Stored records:
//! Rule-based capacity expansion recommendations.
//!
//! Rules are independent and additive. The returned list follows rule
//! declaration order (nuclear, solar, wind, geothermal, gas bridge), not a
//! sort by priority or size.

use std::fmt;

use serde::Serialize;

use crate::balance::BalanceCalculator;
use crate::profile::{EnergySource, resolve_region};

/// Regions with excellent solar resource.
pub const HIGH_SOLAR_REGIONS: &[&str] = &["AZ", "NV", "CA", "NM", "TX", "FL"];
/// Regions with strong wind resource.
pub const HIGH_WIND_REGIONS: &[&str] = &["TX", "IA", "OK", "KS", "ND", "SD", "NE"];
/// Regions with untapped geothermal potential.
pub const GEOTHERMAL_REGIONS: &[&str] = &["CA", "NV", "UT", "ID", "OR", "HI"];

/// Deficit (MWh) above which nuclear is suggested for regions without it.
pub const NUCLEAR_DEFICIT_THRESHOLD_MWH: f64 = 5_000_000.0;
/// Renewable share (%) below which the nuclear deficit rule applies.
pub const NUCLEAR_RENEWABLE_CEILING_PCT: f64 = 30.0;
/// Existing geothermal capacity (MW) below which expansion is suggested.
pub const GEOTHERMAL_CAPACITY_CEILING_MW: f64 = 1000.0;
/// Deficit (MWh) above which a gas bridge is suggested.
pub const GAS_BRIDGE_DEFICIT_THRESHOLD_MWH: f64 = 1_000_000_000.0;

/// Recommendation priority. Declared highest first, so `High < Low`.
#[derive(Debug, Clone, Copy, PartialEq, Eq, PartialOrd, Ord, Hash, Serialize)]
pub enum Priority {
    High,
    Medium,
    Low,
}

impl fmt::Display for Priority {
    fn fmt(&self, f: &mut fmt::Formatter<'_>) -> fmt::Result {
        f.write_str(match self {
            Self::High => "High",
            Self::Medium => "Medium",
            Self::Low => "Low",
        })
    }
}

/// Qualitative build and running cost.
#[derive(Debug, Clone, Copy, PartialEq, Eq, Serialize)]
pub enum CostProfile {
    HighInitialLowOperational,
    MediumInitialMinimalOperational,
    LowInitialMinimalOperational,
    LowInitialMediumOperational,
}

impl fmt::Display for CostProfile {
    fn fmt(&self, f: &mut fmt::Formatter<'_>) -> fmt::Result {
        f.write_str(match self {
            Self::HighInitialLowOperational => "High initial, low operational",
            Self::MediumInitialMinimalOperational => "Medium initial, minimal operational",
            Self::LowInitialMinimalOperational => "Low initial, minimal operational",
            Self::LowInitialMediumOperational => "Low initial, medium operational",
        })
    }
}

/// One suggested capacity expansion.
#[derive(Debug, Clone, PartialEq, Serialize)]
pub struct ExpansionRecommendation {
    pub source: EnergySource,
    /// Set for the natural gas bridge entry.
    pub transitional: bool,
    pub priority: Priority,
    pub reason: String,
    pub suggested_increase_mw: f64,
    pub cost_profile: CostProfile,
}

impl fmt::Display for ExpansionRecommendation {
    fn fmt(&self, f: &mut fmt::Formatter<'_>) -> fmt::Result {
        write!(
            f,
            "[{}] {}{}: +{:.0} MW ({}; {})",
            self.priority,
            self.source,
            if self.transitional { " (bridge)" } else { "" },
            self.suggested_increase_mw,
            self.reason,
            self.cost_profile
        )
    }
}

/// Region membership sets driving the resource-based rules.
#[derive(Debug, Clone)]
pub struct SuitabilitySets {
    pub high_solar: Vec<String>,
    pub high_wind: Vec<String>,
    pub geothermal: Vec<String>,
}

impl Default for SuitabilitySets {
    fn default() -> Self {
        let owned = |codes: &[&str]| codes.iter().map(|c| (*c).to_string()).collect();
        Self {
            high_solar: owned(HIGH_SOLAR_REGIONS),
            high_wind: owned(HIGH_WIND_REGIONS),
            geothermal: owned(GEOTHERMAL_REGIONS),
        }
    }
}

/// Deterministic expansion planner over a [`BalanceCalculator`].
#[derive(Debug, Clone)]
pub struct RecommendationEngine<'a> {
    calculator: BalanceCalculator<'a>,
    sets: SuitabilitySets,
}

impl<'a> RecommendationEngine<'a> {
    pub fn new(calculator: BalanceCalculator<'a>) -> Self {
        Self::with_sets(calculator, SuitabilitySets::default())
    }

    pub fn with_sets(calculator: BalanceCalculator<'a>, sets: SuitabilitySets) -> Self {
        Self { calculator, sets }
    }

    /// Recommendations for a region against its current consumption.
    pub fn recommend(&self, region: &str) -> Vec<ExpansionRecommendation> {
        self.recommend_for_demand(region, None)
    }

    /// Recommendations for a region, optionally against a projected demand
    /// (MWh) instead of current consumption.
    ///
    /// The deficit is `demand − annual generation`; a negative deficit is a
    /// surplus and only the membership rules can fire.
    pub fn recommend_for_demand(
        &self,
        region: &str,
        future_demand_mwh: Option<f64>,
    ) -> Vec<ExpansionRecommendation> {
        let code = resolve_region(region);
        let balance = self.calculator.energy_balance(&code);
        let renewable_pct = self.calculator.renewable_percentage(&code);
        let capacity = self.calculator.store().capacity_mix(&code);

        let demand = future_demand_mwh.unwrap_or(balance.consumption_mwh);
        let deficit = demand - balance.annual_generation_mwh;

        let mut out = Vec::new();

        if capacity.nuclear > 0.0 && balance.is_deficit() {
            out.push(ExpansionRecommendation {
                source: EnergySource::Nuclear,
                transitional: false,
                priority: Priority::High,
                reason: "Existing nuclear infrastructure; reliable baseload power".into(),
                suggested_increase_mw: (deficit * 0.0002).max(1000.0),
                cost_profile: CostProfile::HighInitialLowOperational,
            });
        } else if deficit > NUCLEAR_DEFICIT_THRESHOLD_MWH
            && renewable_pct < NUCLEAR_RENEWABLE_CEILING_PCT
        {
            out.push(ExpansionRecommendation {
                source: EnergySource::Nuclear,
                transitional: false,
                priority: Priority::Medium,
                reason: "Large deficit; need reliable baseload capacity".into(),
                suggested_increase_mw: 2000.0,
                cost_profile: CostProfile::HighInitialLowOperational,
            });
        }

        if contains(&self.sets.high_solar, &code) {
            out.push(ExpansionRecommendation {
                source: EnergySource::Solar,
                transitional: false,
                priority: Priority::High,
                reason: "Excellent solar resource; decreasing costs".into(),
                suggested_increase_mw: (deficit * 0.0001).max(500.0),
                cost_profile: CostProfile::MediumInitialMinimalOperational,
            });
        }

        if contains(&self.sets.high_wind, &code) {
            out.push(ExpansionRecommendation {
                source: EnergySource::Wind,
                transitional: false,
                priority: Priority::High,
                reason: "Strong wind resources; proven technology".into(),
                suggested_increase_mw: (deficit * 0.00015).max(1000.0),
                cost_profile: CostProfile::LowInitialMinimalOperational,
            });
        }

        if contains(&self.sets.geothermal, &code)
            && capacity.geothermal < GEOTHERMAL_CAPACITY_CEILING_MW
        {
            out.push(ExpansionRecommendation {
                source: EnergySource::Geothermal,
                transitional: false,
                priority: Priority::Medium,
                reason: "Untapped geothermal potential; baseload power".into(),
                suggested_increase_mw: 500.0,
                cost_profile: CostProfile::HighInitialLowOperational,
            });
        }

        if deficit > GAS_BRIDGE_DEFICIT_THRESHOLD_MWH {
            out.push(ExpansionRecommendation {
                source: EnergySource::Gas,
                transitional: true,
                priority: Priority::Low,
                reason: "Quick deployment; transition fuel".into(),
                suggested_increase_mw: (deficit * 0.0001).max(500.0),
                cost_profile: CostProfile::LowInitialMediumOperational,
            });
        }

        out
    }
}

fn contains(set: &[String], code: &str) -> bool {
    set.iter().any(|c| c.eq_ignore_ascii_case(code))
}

...

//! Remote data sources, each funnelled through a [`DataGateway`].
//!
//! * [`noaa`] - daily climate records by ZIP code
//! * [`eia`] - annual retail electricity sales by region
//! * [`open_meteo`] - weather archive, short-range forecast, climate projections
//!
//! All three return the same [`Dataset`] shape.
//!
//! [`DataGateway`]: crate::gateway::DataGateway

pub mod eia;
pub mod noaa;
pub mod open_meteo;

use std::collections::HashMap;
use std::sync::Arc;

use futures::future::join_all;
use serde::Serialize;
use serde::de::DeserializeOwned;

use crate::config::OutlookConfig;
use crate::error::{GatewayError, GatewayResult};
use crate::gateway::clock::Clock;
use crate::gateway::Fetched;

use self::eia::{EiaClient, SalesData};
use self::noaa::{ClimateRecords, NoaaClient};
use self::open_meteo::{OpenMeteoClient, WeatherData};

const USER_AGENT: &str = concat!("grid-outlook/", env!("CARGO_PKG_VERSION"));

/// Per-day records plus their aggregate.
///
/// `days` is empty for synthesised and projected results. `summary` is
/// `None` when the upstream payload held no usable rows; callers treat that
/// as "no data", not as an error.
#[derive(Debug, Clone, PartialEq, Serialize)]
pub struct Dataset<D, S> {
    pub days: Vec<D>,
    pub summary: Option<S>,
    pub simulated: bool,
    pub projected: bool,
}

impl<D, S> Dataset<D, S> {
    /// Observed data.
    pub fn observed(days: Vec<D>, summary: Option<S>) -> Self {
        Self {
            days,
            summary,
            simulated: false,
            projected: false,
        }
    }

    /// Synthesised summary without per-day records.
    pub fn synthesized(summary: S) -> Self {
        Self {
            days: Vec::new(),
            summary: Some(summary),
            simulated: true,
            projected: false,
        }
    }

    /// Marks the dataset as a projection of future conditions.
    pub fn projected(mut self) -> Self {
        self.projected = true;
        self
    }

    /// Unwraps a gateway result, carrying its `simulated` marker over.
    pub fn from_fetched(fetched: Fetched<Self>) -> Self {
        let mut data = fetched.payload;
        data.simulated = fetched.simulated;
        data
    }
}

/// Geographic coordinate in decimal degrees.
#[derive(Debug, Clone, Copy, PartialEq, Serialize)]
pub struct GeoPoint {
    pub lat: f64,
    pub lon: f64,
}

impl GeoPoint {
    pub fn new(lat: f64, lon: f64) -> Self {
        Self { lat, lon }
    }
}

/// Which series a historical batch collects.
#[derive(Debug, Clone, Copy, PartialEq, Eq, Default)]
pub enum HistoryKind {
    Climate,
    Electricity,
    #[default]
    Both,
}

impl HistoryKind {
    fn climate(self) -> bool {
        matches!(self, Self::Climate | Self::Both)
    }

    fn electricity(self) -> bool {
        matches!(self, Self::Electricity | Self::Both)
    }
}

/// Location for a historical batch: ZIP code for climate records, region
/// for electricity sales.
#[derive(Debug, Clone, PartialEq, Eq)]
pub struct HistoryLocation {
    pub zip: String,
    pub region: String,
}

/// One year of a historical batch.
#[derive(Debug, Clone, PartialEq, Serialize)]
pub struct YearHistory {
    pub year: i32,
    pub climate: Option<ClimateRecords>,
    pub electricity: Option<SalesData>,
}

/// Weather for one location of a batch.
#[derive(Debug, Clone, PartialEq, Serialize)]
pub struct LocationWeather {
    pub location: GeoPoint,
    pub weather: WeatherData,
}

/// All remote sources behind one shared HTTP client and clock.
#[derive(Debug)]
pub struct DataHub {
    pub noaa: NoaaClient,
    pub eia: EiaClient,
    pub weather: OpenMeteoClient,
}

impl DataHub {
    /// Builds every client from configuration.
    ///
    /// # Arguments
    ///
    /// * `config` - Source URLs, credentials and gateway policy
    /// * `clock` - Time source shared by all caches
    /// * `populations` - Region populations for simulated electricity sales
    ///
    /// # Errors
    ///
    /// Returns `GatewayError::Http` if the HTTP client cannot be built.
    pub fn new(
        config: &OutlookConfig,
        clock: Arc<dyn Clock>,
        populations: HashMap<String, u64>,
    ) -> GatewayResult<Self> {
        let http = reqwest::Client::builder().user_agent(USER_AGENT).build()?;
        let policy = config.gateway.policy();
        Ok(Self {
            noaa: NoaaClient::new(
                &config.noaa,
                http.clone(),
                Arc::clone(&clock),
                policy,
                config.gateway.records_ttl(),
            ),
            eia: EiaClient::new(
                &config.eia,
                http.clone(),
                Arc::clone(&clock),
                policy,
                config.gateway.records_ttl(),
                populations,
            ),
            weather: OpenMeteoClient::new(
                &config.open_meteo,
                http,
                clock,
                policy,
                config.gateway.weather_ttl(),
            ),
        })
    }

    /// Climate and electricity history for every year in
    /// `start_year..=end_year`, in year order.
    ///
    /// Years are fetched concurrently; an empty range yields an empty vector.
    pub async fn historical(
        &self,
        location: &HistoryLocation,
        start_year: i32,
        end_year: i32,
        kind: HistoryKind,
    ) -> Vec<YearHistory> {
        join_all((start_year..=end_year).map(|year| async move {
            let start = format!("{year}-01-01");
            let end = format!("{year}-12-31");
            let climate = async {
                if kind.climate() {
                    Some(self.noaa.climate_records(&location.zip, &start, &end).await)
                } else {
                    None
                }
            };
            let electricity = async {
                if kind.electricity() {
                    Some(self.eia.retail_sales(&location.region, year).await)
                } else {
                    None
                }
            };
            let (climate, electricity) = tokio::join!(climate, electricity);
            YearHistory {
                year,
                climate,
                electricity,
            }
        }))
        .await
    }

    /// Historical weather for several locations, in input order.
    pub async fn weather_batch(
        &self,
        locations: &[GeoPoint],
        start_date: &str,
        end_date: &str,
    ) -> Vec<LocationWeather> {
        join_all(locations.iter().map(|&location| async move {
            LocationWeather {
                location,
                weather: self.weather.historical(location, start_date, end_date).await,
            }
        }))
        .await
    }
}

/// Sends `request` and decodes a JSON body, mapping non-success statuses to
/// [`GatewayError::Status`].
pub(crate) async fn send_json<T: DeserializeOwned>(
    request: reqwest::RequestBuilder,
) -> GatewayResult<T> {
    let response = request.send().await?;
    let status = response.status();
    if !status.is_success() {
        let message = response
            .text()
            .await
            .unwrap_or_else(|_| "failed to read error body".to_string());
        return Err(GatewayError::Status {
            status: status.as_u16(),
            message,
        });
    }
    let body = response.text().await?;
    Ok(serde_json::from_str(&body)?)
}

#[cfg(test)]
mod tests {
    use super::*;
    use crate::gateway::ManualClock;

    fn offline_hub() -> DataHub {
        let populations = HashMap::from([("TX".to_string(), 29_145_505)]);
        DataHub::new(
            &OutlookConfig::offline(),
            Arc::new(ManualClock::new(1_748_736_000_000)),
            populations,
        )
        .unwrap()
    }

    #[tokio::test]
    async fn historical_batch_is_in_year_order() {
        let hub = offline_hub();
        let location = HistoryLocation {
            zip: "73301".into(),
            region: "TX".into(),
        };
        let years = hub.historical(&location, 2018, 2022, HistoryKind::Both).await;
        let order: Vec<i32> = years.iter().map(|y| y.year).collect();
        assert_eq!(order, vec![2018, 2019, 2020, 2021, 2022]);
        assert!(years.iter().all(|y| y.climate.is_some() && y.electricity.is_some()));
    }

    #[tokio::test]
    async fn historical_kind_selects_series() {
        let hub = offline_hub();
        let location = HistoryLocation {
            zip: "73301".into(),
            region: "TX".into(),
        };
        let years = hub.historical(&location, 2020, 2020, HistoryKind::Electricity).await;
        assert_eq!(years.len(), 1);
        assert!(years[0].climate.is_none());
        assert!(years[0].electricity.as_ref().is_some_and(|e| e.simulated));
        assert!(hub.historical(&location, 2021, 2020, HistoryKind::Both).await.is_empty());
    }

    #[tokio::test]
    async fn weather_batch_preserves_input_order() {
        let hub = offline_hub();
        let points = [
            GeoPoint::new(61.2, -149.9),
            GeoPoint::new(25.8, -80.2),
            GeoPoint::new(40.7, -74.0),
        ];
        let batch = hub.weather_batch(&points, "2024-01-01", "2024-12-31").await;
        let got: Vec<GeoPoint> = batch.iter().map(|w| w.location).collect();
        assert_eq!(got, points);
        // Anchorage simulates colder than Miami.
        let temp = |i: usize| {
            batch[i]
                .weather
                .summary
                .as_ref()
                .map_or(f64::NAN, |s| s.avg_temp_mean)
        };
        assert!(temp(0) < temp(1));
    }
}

==

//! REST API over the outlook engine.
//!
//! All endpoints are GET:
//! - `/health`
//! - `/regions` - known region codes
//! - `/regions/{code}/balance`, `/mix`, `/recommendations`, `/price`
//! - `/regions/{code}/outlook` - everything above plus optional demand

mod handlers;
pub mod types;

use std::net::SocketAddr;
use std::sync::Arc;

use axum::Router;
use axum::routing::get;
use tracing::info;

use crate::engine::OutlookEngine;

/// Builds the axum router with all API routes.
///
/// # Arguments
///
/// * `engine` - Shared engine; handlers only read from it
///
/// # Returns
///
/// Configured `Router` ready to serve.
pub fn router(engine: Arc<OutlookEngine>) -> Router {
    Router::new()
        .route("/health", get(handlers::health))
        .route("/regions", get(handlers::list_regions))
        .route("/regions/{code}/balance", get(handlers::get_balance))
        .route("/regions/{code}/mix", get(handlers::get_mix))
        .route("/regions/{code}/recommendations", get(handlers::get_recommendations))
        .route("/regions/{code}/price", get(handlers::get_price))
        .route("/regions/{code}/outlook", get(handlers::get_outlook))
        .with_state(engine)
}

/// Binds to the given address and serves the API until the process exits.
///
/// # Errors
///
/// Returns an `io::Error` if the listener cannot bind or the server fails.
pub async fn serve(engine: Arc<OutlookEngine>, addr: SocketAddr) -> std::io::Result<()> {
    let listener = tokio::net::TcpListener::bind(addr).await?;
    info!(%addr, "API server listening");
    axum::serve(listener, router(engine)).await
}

REQUIRED WORK —
Say how many lines in the records hold the string "server", and say nothing else.

ANSWER AREA —
2